Problem statement —
Lines with the word "push" are the answer; copy each of them from the data below.

(Stored items)
○ ○ ○ ○
//! Threshold policy and its evaluation over a set of verified signers.

use serde::{Deserialize, Serialize};
use std::collections::BTreeSet;

use crate::reason::Reason;
use crate::types::{Kid, SignerId};

/// The M-of-N rule plus ban and require lists.
///
/// Wire form: `{min, allowLegacy?, bannedKids?, requireKids?, retiredGraceMs?}`.
#[derive(Debug, Clone, Default, PartialEq, Eq, Serialize, Deserialize)]
#[serde(rename_all = "camelCase")]
pub struct ThresholdPolicy {
    /// Minimum number of valid signatures.
    pub min: u32,

    /// Accept entries that embed a raw public key instead of a kid.
    #[serde(default)]
    pub allow_legacy: bool,

    /// Kids whose valid signature fails the whole verification.
    #[serde(default, skip_serializing_if = "BTreeSet::is_empty")]
    pub banned_kids: BTreeSet<Kid>,

    /// Kids that must be among the valid signers.
    #[serde(default, skip_serializing_if = "BTreeSet::is_empty")]
    pub require_kids: BTreeSet<Kid>,

    /// How long after retirement a retired signer is still honored.
    #[serde(default, skip_serializing_if = "Option::is_none")]
    pub retired_grace_ms: Option<u64>,
}

impl ThresholdPolicy {
    /// A policy requiring `min` valid signatures and nothing else.
    pub fn new(min: u32) -> Self {
        Self {
            min,
            ..Self::default()
        }
    }

    pub fn allow_legacy(mut self) -> Self {
        self.allow_legacy = true;
        self
    }

    pub fn ban(mut self, kid: impl Into<Kid>) -> Self {
        self.banned_kids.insert(kid.into());
        self
    }

    pub fn require(mut self, kid: impl Into<Kid>) -> Self {
        self.require_kids.insert(kid.into());
        self
    }

    pub fn retired_grace_ms(mut self, grace_ms: u64) -> Self {
        self.retired_grace_ms = Some(grace_ms);
        self
    }
}

/// Apply ban list, require list and threshold to the verified signers.
///
/// Returns the policy reasons in that order; banned and required kids are
/// visited in sorted order. An empty result means the policy is satisfied.
pub fn evaluate_threshold(
    policy: &ThresholdPolicy,
    valid: &BTreeSet<SignerId>,
    count: u32,
) -> Vec<Reason> {
    let mut reasons = Vec::new();

    for kid in &policy.banned_kids {
        if valid.contains(&SignerId::Kid(kid.clone())) {
            reasons.push(Reason::BannedKid(kid.clone()));
        }
    }

    for kid in &policy.require_kids {
        if !valid.contains(&SignerId::Kid(kid.clone())) {
            reasons.push(Reason::RequireKidMissing(kid.clone()));
        }
    }

    if count < policy.min {
        reasons.push(Reason::ThresholdNotMet {
            min: policy.min,
            count,
        });
    }

    reasons
}

#[cfg(test)]
mod tests {
    use super::*;
    use proptest::prelude::*;

    fn valid_set(kids: &[&str]) -> BTreeSet<SignerId> {
        kids.iter().map(|k| SignerId::Kid(Kid::from(*k))).collect()
    }

    #[test]
    fn test_threshold_met() {
        let reasons = evaluate_threshold(&ThresholdPolicy::new(2), &valid_set(&["s1", "s2"]), 2);
        assert!(reasons.is_empty());
    }

    #[test]
    fn test_threshold_not_met() {
        let reasons = evaluate_threshold(&ThresholdPolicy::new(4), &valid_set(&["s1", "s2", "s3"]), 3);
        assert_eq!(reasons, vec![Reason::ThresholdNotMet { min: 4, count: 3 }]);
    }

    #[test]
    fn test_banned_only_when_valid() {
        let policy = ThresholdPolicy::new(1).ban("s2").ban("s9");
        let reasons = evaluate_threshold(&policy, &valid_set(&["s1", "s2"]), 2);
        assert_eq!(reasons, vec![Reason::BannedKid(Kid::from("s2"))]);
    }

    #[test]
    fn test_require_missing() {
        let policy = ThresholdPolicy::new(1).require("s1").require("s4");
        let reasons = evaluate_threshold(&policy, &valid_set(&["s1", "s2"]), 2);
        assert_eq!(reasons, vec![Reason::RequireKidMissing(Kid::from("s4"))]);
    }

    #[test]
    fn test_legacy_ids_never_match_kids() {
        let mut valid = BTreeSet::new();
        valid.insert(SignerId::Legacy("s1".into()));
        let policy = ThresholdPolicy::new(0).require("s1");
        let reasons = evaluate_threshold(&policy, &valid, 1);
        assert_eq!(reasons, vec![Reason::RequireKidMissing(Kid::from("s1"))]);
    }

    #[test]
    fn test_policy_wire_form() {
        let policy: ThresholdPolicy = serde_json::from_str(
            r#"{"min":2,"allowLegacy":true,"bannedKids":["s2"],"requireKids":["s1"],"retiredGraceMs":10000}"#,
        )
        .unwrap();
        assert_eq!(
            policy,
            ThresholdPolicy::new(2)
                .allow_legacy()
                .ban("s2")
                .require("s1")
                .retired_grace_ms(10_000)
        );

        let minimal: ThresholdPolicy = serde_json::from_str(r#"{"min":1}"#).unwrap();
        assert_eq!(minimal, ThresholdPolicy::new(1));
        assert_eq!(serde_json::to_string(&minimal).unwrap(), r#"{"min":1,"allowLegacy":false}"#);
    }

    proptest! {
        #[test]
        fn test_threshold_reason_iff_count_below_min(min in 0u32..10, count in 0u32..10) {
            let reasons = evaluate_threshold(&ThresholdPolicy::new(min), &BTreeSet::new(), count);
            prop_assert_eq!(reasons.is_empty(), count >= min);
        }
    }
}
○ ○ ○ ○
Task result —
            reasons.push(Reason::BannedKid(kid.clone()));
            reasons.push(Reason::RequireKidMissing(kid.clone()));
        reasons.push(Reason::ThresholdNotMet {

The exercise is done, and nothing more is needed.